I was to play a bartender with an evil agenda. I said that sounded
great, since I would be playing a goofy villain, which meant I didn't have to
agonize about playing something difficult. Goofy evil guy is what I call
"acting mode one."
So David gave me perfect, detailed directions to the place, and needless to
say I got lost. I'm well-known as being the guy you don't want to have
to follow driving somewhere, because my sense of direction is as sharp as a
retarded rat. After driving around mindlessly for awhile, I managed
to stumble upon the location. Shooting was to take place on a large farm
near Charlottesville. David was the only person I really knew, and I met
the cast and crew. A good bunch of folks.
I got into my outfit, complete with the classic Western string tie, which in
this case was a shoelace. But I got to wear those funny little garder
belts on my arms.
Mitch Toney, the writer/producer, had built a great bar set, and I took my
place. Basically, I just stood in the background for the first scene.
Because this scene didn't stroke my ego, I will now skip talking about it.
Plus I wasn't paying attention.
My next scene was me menacing a little girl, and then getting hit in the face
with a big log swung from rope. The great part about this scene is I got
to use one of those little tiny girly derringers, which are super cool.
The bad part is I didn't get to shoot anyone. This was the disappointing
part about acting in this Western...where's the killing? I want to
be shooting people's heads off, and then get my glorious villain's demise
where I'm standing on a building and I can't come within a mile of shooting
the hero, and he draws his gun and shoots me, and I hurl myself over the egde
to the ground below!
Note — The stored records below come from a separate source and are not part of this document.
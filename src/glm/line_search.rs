//! Backtracking line search with strong-Wolfe acceptance

use ndarray::Array1;

use super::optimize::IterState;
use super::score::score;
use crate::data::GlmData;
use crate::family::Family;

/// Sufficient-decrease constant
const C1: f64 = 1e-4;
/// Curvature constant
const C2: f64 = 0.9;
/// Trial steps evaluated before giving up, halving between them
const MAX_TRIALS: usize = 40;

/// Search along `direction` from the current iterate, starting at a unit
/// step.
///
/// `slope` is the positive directional derivative `-g . direction` computed
/// by the caller. A trial step is accepted when it satisfies both the
/// sufficient-decrease test and the strong curvature test; `state` is then
/// replaced wholesale with the trial-point evaluation and the step returned.
/// When `slope` is not a descent slope, or no trial within the budget is
/// acceptable, the state is left untouched and 0 is returned.
pub(super) fn line_search(
    data: &GlmData,
    family: &Family,
    state: &mut IterState,
    direction: &Array1<f64>,
    slope: f64,
) -> f64 {
    if slope <= 0.0 {
        return 0.0;
    }

    let f0 = state.value;
    let mut step = 1.0;

    for trial in 0..MAX_TRIALS {
        let beta = &state.beta + &(direction * step);
        let eta = data.x().dot(&beta) + &data.offset();
        let mu = family.mean(eta.view());
        let value = family.neg_log_likelihood(data.y(), mu.view());

        if f0 >= value + C1 * step * slope {
            let deriv = family.mean_derivative(mu.view(), eta.view());
            let var = family.variance(mu.view());
            let g = score(data.x(), data.y(), mu.view(), deriv.view(), var.view());
            if direction.dot(&g).abs() <= C2 * slope {
                *state = IterState {
                    beta,
                    mu,
                    deriv,
                    var,
                    score: g,
                    value,
                };
                return step;
            }
        }

        if trial < MAX_TRIALS - 1 {
            step /= 2.0;
        }
    }

    0.0
}

#[cfg(test)]
mod tests {
    use super::*;
    use crate::family::{Distribution, Link};
    use ndarray::array;

    fn quadratic_problem() -> (GlmData, Family) {
        let x = array![[1.0, 0.0], [1.0, 1.0], [1.0, 2.0], [1.0, 3.0]];
        let y = array![0.9, 3.2, 4.8, 7.1];
        let data = GlmData::new(x, y).unwrap();
        let family = Family::new(Distribution::Gaussian, Link::Identity).unwrap();
        (data, family)
    }

    #[test]
    fn test_rejects_non_descent_slope() {
        let (data, family) = quadratic_problem();
        let mut state = IterState::at(&data, &family, array![0.0, 0.0]);
        let before = state.beta.clone();
        let f_before = state.value;

        // ascent direction: slope computed against +score is non-positive
        let direction = state.score.clone();
        let slope = -state.score.dot(&direction);
        let step = line_search(&data, &family, &mut state, &direction, slope);

        assert_eq!(step, 0.0);
        assert_eq!(state.beta, before);
        assert_eq!(state.value, f_before);
    }

    #[test]
    fn test_accepts_descent_and_commits_state() {
        let (data, family) = quadratic_problem();
        let mut state = IterState::at(&data, &family, array![0.0, 0.0]);
        let f_before = state.value;

        let direction = -state.score.clone();
        let slope = -state.score.dot(&direction);
        let step = line_search(&data, &family, &mut state, &direction, slope);

        assert!(step > 0.0);
        assert!(state.value < f_before);
        // committed state is self-consistent with its own coefficients
        let fresh = IterState::at(&data, &family, state.beta.clone());
        assert!((fresh.value - state.value).abs() < 1e-12);
        for j in 0..2 {
            assert!((fresh.score[j] - state.score[j]).abs() < 1e-10);
        }
    }

    #[test]
    fn test_failed_search_leaves_state_clean() {
        let (data, family) = quadratic_problem();
        let mut state = IterState::at(&data, &family, array![0.0, 0.0]);
        let before = state.clone();

        // a descent slope paired with an ascent direction never satisfies
        // sufficient decrease, so all trials are burned
        let direction = state.score.clone();
        let slope = state.score.dot(&direction);
        assert!(slope > 0.0);
        let step = line_search(&data, &family, &mut state, &direction, slope);

        assert_eq!(step, 0.0);
        assert_eq!(state.beta, before.beta);
        assert_eq!(state.value, before.value);
        assert_eq!(state.score, before.score);
    }

    #[test]
    fn test_backtracks_from_oversized_step() {
        // steep logistic problem where a unit Newton-free step overshoots
        let x = array![[1.0], [1.0], [1.0], [1.0]];
        let y = array![0.0, 1.0, 1.0, 1.0];
        let data = GlmData::new(x, y).unwrap();
        let family = Family::new(Distribution::Binomial, Link::Logit).unwrap();

        let mut state = IterState::at(&data, &family, array![0.0]);
        let direction = array![200.0];
        let slope = -state.score.dot(&direction);
        assert!(slope > 0.0);

        let step = line_search(&data, &family, &mut state, &direction, slope);
        assert!(step > 0.0);
        assert!(step < 1.0);
        assert!(state.value.is_finite());
    }
}
//! Candidate variables, inclusion masks, and model counting
//!
//! A variable is a group of design columns selected or dropped as a unit,
//! so a factor expanded into several indicator columns moves through the
//! search together. Masks are over variables, not columns.

use crate::data::GlmData;
use crate::error::{GlmSelectError, Result};

/// Inclusion flags for every candidate variable
#[derive(Debug, Clone, PartialEq, Eq, PartialOrd, Ord, Hash)]
pub struct ModelMask(Vec<bool>);

impl ModelMask {
    pub fn empty(n_vars: usize) -> Self {
        ModelMask(vec![false; n_vars])
    }

    pub fn n_vars(&self) -> usize {
        self.0.len()
    }

    pub fn contains(&self, var: usize) -> bool {
        self.0[var]
    }

    pub fn count(&self) -> usize {
        self.0.iter().filter(|&&on| on).count()
    }

    pub fn set(&mut self, var: usize, on: bool) {
        self.0[var] = on;
    }

    /// Copy with one variable switched on
    pub fn with(&self, var: usize) -> Self {
        let mut next = self.clone();
        next.0[var] = true;
        next
    }

    /// Copy with one variable switched off
    pub fn without(&self, var: usize) -> Self {
        let mut next = self.clone();
        next.0[var] = false;
        next
    }

    /// Indices of the included variables, ascending
    pub fn vars(&self) -> impl Iterator<Item = usize> + '_ {
        self.0
            .iter()
            .enumerate()
            .filter_map(|(i, &on)| on.then_some(i))
    }
}

/// The searchable variable structure over a design matrix
#[derive(Debug, Clone)]
pub struct CandidateSet {
    /// Variable id of each design column
    column_vars: Vec<usize>,
    /// Columns of each variable, in design order
    var_columns: Vec<Vec<usize>>,
    /// Variables forced into every model
    mandatory: Vec<bool>,
    /// For each variable, the variables that must accompany it
    parents: Vec<Vec<usize>>,
}

impl CandidateSet {
    /// Group `n_cols` design columns into variables.
    ///
    /// `column_vars[c]` names the variable that owns column `c`; ids must
    /// cover `0..n_vars` with no gaps. `mandatory_vars` lists variables
    /// present in every candidate model.
    pub fn new(column_vars: Vec<usize>, n_vars: usize, mandatory_vars: &[usize]) -> Result<Self> {
        if column_vars.is_empty() {
            return Err(GlmSelectError::InvalidCandidateSet {
                reason: "no design columns".to_string(),
            });
        }
        let mut var_columns = vec![Vec::new(); n_vars];
        for (col, &var) in column_vars.iter().enumerate() {
            if var >= n_vars {
                return Err(GlmSelectError::InvalidCandidateSet {
                    reason: format!("column {} names variable {} of {}", col, var, n_vars),
                });
            }
            var_columns[var].push(col);
        }
        for (var, cols) in var_columns.iter().enumerate() {
            if cols.is_empty() {
                return Err(GlmSelectError::InvalidCandidateSet {
                    reason: format!("variable {} owns no columns", var),
                });
            }
        }

        let mut mandatory = vec![false; n_vars];
        for &var in mandatory_vars {
            if var >= n_vars {
                return Err(GlmSelectError::InvalidCandidateSet {
                    reason: format!("mandatory variable {} of {}", var, n_vars),
                });
            }
            mandatory[var] = true;
        }

        Ok(CandidateSet {
            column_vars,
            var_columns,
            mandatory,
            parents: vec![Vec::new(); n_vars],
        })
    }

    /// One variable per design column with the given mandatory set
    pub fn per_column(n_cols: usize, mandatory_vars: &[usize]) -> Result<Self> {
        CandidateSet::new((0..n_cols).collect(), n_cols, mandatory_vars)
    }

    /// Require `parent` in every model that contains `child`
    pub fn add_dependency(&mut self, child: usize, parent: usize) -> Result<()> {
        let n_vars = self.n_vars();
        if child >= n_vars || parent >= n_vars {
            return Err(GlmSelectError::InvalidCandidateSet {
                reason: format!("dependency {} -> {} of {}", child, parent, n_vars),
            });
        }
        if child == parent {
            return Err(GlmSelectError::InvalidCandidateSet {
                reason: format!("variable {} depends on itself", child),
            });
        }
        if !self.parents[child].contains(&parent) {
            self.parents[child].push(parent);
        }
        Ok(())
    }

    pub fn n_vars(&self) -> usize {
        self.var_columns.len()
    }

    pub fn n_cols(&self) -> usize {
        self.column_vars.len()
    }

    pub fn is_mandatory(&self, var: usize) -> bool {
        self.mandatory[var]
    }

    /// Columns owned by one variable
    pub fn var_cols(&self, var: usize) -> &[usize] {
        &self.var_columns[var]
    }

    /// Variables open to the search, ascending
    pub fn free_vars(&self) -> Vec<usize> {
        (0..self.n_vars()).filter(|&v| !self.mandatory[v]).collect()
    }

    pub fn mandatory_mask(&self) -> ModelMask {
        let mut mask = ModelMask::empty(self.n_vars());
        for (var, &keep) in self.mandatory.iter().enumerate() {
            if keep {
                mask.set(var, true);
            }
        }
        mask
    }

    pub fn full_mask(&self) -> ModelMask {
        let mut mask = ModelMask::empty(self.n_vars());
        for var in 0..self.n_vars() {
            mask.set(var, true);
        }
        mask
    }

    /// Design columns of a masked model, in design order
    pub fn columns_for(&self, mask: &ModelMask) -> Vec<usize> {
        self.column_vars
            .iter()
            .enumerate()
            .filter_map(|(col, &var)| mask.contains(var).then_some(col))
            .collect()
    }

    /// Column count of a masked model
    pub fn cols_in(&self, mask: &ModelMask) -> usize {
        mask.vars().map(|v| self.var_columns[v].len()).sum()
    }

    /// Whether every included variable has its required companions included
    pub fn admissible(&self, mask: &ModelMask) -> bool {
        mask.vars()
            .all(|v| self.parents[v].iter().all(|&p| mask.contains(p)))
    }

    /// Whether `mask` plus `var` keeps the hierarchy intact
    pub fn can_add(&self, mask: &ModelMask, var: usize) -> bool {
        self.parents[var].iter().all(|&p| mask.contains(p))
    }

    /// Whether `var` can leave `mask` without orphaning a dependent
    pub fn can_remove(&self, mask: &ModelMask, var: usize) -> bool {
        !mask
            .vars()
            .any(|v| v != var && self.parents[v].contains(&var))
    }

    /// Sub-design restricted to the masked columns
    pub fn design_for(&self, data: &GlmData, mask: &ModelMask) -> GlmData {
        data.select_columns(&self.columns_for(mask))
    }
}

/// Number of models over `free_vars` selectable variables with at most
/// `max_free` of them included.
///
/// Counted in floating point: the total is only used for progress
/// reporting and overflows 64-bit integers long before the search itself
/// becomes feasible.
pub(crate) fn count_models(free_vars: usize, max_free: usize) -> f64 {
    let v = free_vars as f64;
    if max_free >= free_vars {
        2f64.powi(free_vars as i32)
    } else {
        let mut total = 1.0;
        let mut running = 1.0;
        for i in 1..=max_free {
            running *= (v - i as f64 + 1.0) / i as f64;
            total += running.round();
        }
        total
    }
}

#[cfg(test)]
mod tests {
    use super::*;
    use ndarray::array;

    fn grouped_set() -> CandidateSet {
        // intercept col 0 (mandatory), x1 cols 1-2, x2 col 3
        CandidateSet::new(vec![0, 1, 1, 2], 3, &[0]).unwrap()
    }

    #[test]
    fn test_grouping_and_columns() {
        let set = grouped_set();
        assert_eq!(set.n_vars(), 3);
        assert_eq!(set.var_cols(1), &[1, 2]);
        assert_eq!(set.free_vars(), vec![1, 2]);

        let mask = set.mandatory_mask().with(2);
        assert_eq!(set.columns_for(&mask), vec![0, 3]);
        assert_eq!(set.cols_in(&mask), 2);

        let full = set.full_mask();
        assert_eq!(set.columns_for(&full), vec![0, 1, 2, 3]);
    }

    #[test]
    fn test_validation() {
        assert!(CandidateSet::new(vec![], 0, &[]).is_err());
        // column names variable out of range
        assert!(CandidateSet::new(vec![0, 3], 2, &[]).is_err());
        // variable 1 owns no columns
        assert!(CandidateSet::new(vec![0, 0], 2, &[]).is_err());
        // mandatory id out of range
        assert!(CandidateSet::new(vec![0, 1], 2, &[2]).is_err());
    }

    #[test]
    fn test_hierarchy() {
        let mut set = grouped_set();
        set.add_dependency(2, 1).unwrap();
        assert!(set.add_dependency(2, 2).is_err());
        assert!(set.add_dependency(2, 9).is_err());

        let base = set.mandatory_mask();
        assert!(set.admissible(&base));
        assert!(!set.admissible(&base.with(2)));
        assert!(set.admissible(&base.with(1).with(2)));

        assert!(set.can_add(&base, 1));
        assert!(!set.can_add(&base, 2));
        assert!(set.can_add(&base.with(1), 2));

        let both = base.with(1).with(2);
        assert!(!set.can_remove(&both, 1));
        assert!(set.can_remove(&both, 2));
    }

    #[test]
    fn test_mask_ordering_is_lexicographic() {
        let a = ModelMask(vec![false, true, true]);
        let b = ModelMask(vec![true, false, false]);
        assert!(a < b);
        assert_eq!(a.count(), 2);
        assert_eq!(b.vars().collect::<Vec<_>>(), vec![0]);
    }

    #[test]
    fn test_design_restriction() {
        let set = grouped_set();
        let x = array![[1.0, 2.0, 3.0, 4.0], [1.0, 5.0, 6.0, 7.0]];
        let y = array![1.0, 2.0];
        let data = GlmData::new(x, y).unwrap();

        let sub = set.design_for(&data, &set.mandatory_mask().with(2));
        assert_eq!(sub.n_cols(), 2);
        assert_eq!(sub.x()[[0, 1]], 4.0);
        assert_eq!(sub.x()[[1, 0]], 1.0);
    }

    #[test]
    fn test_model_counts() {
        // no size limit: full power set of the free variables
        assert_eq!(count_models(4, 4), 16.0);
        assert_eq!(count_models(4, 9), 16.0);
        // limited: 1 + C(4,1) + C(4,2) = 11
        assert_eq!(count_models(4, 2), 11.0);
        assert_eq!(count_models(0, 0), 1.0);
    }
}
But this is a kid's show, so I didn't get to kill
anyone. Or even cut off any fingers.
My last scene is where I am menaced by the show's heroes, played by John
Powell and Bob Wallace. These are two great guys, and both look the part
of real gunslingers. There was a knife on set, so we included my
knife-throwing trick. Which basically consists of me throwing a knife
and making it stick into something. Which I guess isn't really a trick.
Anyway, I get beat up like a punk and tied up, and I spill all of my evil info
to Bob and John. John kept apologizing because for him to really be in
character, he was roughing me up a bit. But I said it was cool...I had
to act manly in front of these guys, and not show myself as the city whiny boy
that I am. And afterward, I cried as a nursed my bruises, and took it
out on David by pushing him in a pricker bush.
And then I was finished shooting, and I drove into the sunset in my white
Dodge Neon, whistling a tune and laughing at the poor sucker horses that
missed their chance to eat me.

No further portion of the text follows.